Ikhbar.com: Banyak orang di dunia Barat menganggap Islam sebagai agama yang tidak sejalan dengan prinsip-prinsip perekonomian dunia, terutama kapitalisme dalam makna sebenarnya. Anggapan ini biasanya didasarkan pada asumsi bahwa Islam melarang riba dan lebih mengutamakan aktivitas religius ketimbang mencari keuntungan finansial.
Namun, sejarah menunjukkan bahwa Islam justru memiliki peran lebih besar dalam membentuk jaringan perdagangan dan inovasi keuangan yang menjadi cikal bakal dunia perekonomian modern.
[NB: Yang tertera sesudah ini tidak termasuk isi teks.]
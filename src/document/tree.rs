//! A single parsed definition document.
//!
//! `Document` pairs the archive entry name a tree was parsed from with its root
//! element. Nodes inside a document can be addressed by child-index paths,
//! which is how the snapshot indices refer to them.
//!
//! # Example
//!
//! ```
//! use defquill::document::node::Element;
//! use defquill::document::tree::Document;
//!
//! let root = Element::new("Defs")
//!     .with_child(Element::new("ThingDef").with_attribute("Name", "ResourceBase"))
//!     .into_node();
//! let doc = Document::new("Defs/Items.xml", root);
//!
//! let base = doc.get_node(&[0]).unwrap();
//! assert_eq!(base.attribute("Name"), Some("ResourceBase"));
//! assert!(doc.get_node(&[3]).is_none());
//! ```

use super::node::Node;

#[derive(Debug, Clone, PartialEq)]
pub struct Document {
    id: String,
    root: Node,
}

impl Document {
    pub fn new(id: impl Into<String>, root: Node) -> Self {
        Self {
            id: id.into(),
            root,
        }
    }

    /// Returns the source identifier (archive entry name).
    pub fn id(&self) -> &str {
        &self.id
    }

    /// Returns the root element.
    pub fn root(&self) -> &Node {
        &self.root
    }

    /// Gets the node at the given path below the root.
    ///
    /// Each index selects the nth child (text nodes included) at that level.
    /// Returns `None` if the path runs out of bounds or into a text node.
    pub fn get_node(&self, path: &[usize]) -> Option<&Node> {
        self.root.get(path)
    }

    /// Visits every node in pre-order together with its path from the root.
    pub fn walk<'a, F>(&'a self, mut visit: F)
    where
        F: FnMut(&[usize], &'a Node),
    {
        fn walk_node<'a, F>(node: &'a Node, path: &mut Vec<usize>, visit: &mut F)
        where
            F: FnMut(&[usize], &'a Node),
        {
            visit(path, node);
            for (index, child) in node.children().iter().enumerate() {
                path.push(index);
                walk_node(child, path, visit);
                path.pop();
            }
        }

        let mut path = Vec::new();
        walk_node(&self.root, &mut path, &mut visit);
    }

    /// Total number of nodes in the document.
    pub fn node_count(&self) -> usize {
        self.root.count_nodes()
    }
}

#[cfg(test)]
mod tests {
    use super::*;
    use crate::document::node::Element;

    #[test]
    fn test_walk_is_preorder_with_paths() {
        let root = Element::new("Defs")
            .with_child(Element::new("A").with_child(Element::new("B")))
            .with_child(Element::new("C"))
            .into_node();
        let doc = Document::new("x.xml", root);

        let mut seen = Vec::new();
        doc.walk(|path, node| seen.push((path.to_vec(), node.tag().unwrap().to_string())));

        assert_eq!(
            seen,
            vec![
                (vec![], "Defs".to_string()),
                (vec![0], "A".to_string()),
                (vec![0, 0], "B".to_string()),
                (vec![1], "C".to_string()),
            ]
        );
        assert_eq!(doc.node_count(), 4);
    }
}
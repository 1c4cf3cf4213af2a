//! Definition archive loading.
//!
//! Archives are zip files whose `.xml` entries are definition documents. Every
//! other entry (directories, images, readme files) is skipped. Parsing is
//! all-or-nothing: the first entry that fails to read, decode or parse aborts
//! the whole archive.

use crate::document::parser::parse_document;
use crate::document::store::LoadError;
use crate::document::tree::Document;
use anyhow::{Context, Result};
use std::fs;
use std::io::{Cursor, Read};
use std::path::Path;
use tracing::{debug, warn};

/// Entry-name suffix that marks a definition document.
pub const DOCUMENT_EXTENSION: &str = ".xml";

/// Parses every `.xml` entry of a zip archive, in archive order.
///
/// # Errors
///
/// Returns a `LoadError` if:
/// - The bytes are not a readable zip archive
/// - An `.xml` entry cannot be read or decompressed
/// - An `.xml` entry is not valid UTF-8
/// - An `.xml` entry is not well-formed XML
pub fn parse_archive(bytes: &[u8]) -> Result<Vec<Document>, LoadError> {
    let mut archive = zip::ZipArchive::new(Cursor::new(bytes))?;
    let mut documents = Vec::with_capacity(archive.len());

    for index in 0..archive.len() {
        let mut entry = archive.by_index(index)?;
        let name = entry.name().to_string();
        if entry.is_dir() || !is_document_entry(&name) {
            debug!(entry = %name, "skipping non-document entry");
            continue;
        }

        let mut raw = Vec::with_capacity(entry.size() as usize);
        entry.read_to_end(&mut raw).map_err(|source| LoadError::Read {
            entry: name.clone(),
            source,
        })?;
        let text = String::from_utf8(raw).map_err(|source| LoadError::Encoding {
            entry: name.clone(),
            source,
        })?;
        let document = parse_document(&name, strip_bom(&text)).map_err(|source| {
            warn!(entry = %name, error = %source, "archive entry failed to parse");
            LoadError::Parse {
                entry: name.clone(),
                source,
            }
        })?;
        documents.push(document);
    }

    Ok(documents)
}

/// Reads an archive from disk.
pub fn read_archive_file<P: AsRef<Path>>(path: P) -> Result<Vec<u8>> {
    let path_ref = path.as_ref();
    fs::read(path_ref).with_context(|| format!("Failed to read archive {}", path_ref.display()))
}

/// Determines whether an archive entry holds a definition document.
///
/// Matching is on the raw entry name, case-sensitive:
/// - `Defs/ThingDefs/Items.xml` → true
/// - `Defs/readme.txt` → false
/// - `Defs/ITEMS.XML` → false
fn is_document_entry(name: &str) -> bool {
    name.ends_with(DOCUMENT_EXTENSION)
}

fn strip_bom(text: &str) -> &str {
    text.strip_prefix('\u{feff}').unwrap_or(text)
}

#[cfg(test)]
mod tests {
    use super::*;
    use std::io::Write;
    use zip::write::SimpleFileOptions;

    fn archive(entries: &[(&str, &str)]) -> Vec<u8> {
        let mut writer = zip::ZipWriter::new(Cursor::new(Vec::new()));
        for (name, content) in entries {
            writer
                .start_file(*name, SimpleFileOptions::default())
                .unwrap();
            writer.write_all(content.as_bytes()).unwrap();
        }
        writer.finish().unwrap().into_inner()
    }

    #[test]
    fn test_is_document_entry() {
        assert!(is_document_entry("Defs/ThingDefs/Items.xml"));
        assert!(!is_document_entry("Defs/readme.txt"));
        assert!(!is_document_entry("Defs/ITEMS.XML"));
    }

    #[test]
    fn test_parse_archive_skips_other_entries() {
        let bytes = archive(&[
            ("Defs/A.xml", "<Defs><ThingDef /></Defs>"),
            ("Defs/notes.txt", "not xml at all <"),
            ("Defs/B.xml", "<Defs />"),
        ]);
        let documents = parse_archive(&bytes).unwrap();
        let ids: Vec<&str> = documents.iter().map(Document::id).collect();
        assert_eq!(ids, vec!["Defs/A.xml", "Defs/B.xml"]);
    }

    #[test]
    fn test_parse_archive_strips_bom() {
        let bytes = archive(&[("A.xml", "\u{feff}<Defs />")]);
        let documents = parse_archive(&bytes).unwrap();
        assert_eq!(documents[0].root().tag(), Some("Defs"));
    }

    #[test]
    fn test_parse_archive_reports_failing_entry() {
        let bytes = archive(&[("Good.xml", "<Defs />"), ("Bad.xml", "<Defs><A></Defs>")]);
        let err = parse_archive(&bytes).unwrap_err();
        assert!(matches!(err, LoadError::Parse { ref entry, .. } if entry == "Bad.xml"));
        assert!(err.to_string().contains("Bad.xml"));
    }

    #[test]
    fn test_parse_archive_rejects_garbage() {
        let result = parse_archive(b"definitely not a zip file");
        assert!(matches!(result, Err(LoadError::Archive(_))));
    }

    #[test]
    fn test_read_archive_file() {
        use tempfile::NamedTempFile;

        let bytes = archive(&[("A.xml", "<Defs />")]);
        let temp_file = NamedTempFile::new().unwrap();
        fs::write(temp_file.path(), &bytes).unwrap();

        let read = read_archive_file(temp_file.path()).unwrap();
        assert_eq!(parse_archive(&read).unwrap().len(), 1);

        let missing = read_archive_file(temp_file.path().with_extension("missing"));
        assert!(missing.unwrap_err().to_string().contains("Failed to read archive"));
    }
}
Bahkan, di masa silam, pengaruhnya sudah meluas mulai dari jazirah Arab ke benua Eropa, Asia, hingga Afrika.
Baca: Sejarah Syam: Dari Dominasi Romawi hingga Penaklukan Islam
Islam sebagai penggerak perdagangan antar-benua
Profesor Politik dan Hubungan Internasional di Universitas Sheffield, Inggris, John Montagu Hobson dalam “Islam’s Historical Contribution to Commerce and Finance (2018),” yang dimuat di Jurnal Muslime Heritage menjelaskan, pada abad ke-7 hingga ke-10 Masehi, dunia Islam telah membangun jaringan perdagangan yang luas di wilayah Afro-Eurasia. Berpusat di Timur Tengah, dunia Islam mencakup kawasan mulai dari India hingga Afrika Utara dan bahkan Spanyol.
Pada masa itu, Makkah menjadi kota perdagangan yang strategis. Nabi Muhammad Saw sendiri berperan sebagai seorang pedagang dan memiliki pengetahuan tentang sistem perdagangan yang disebut mudarabah atau qirad, yang menjadi cikal bakal sistem kemitraan dalam bisnis kontemporer.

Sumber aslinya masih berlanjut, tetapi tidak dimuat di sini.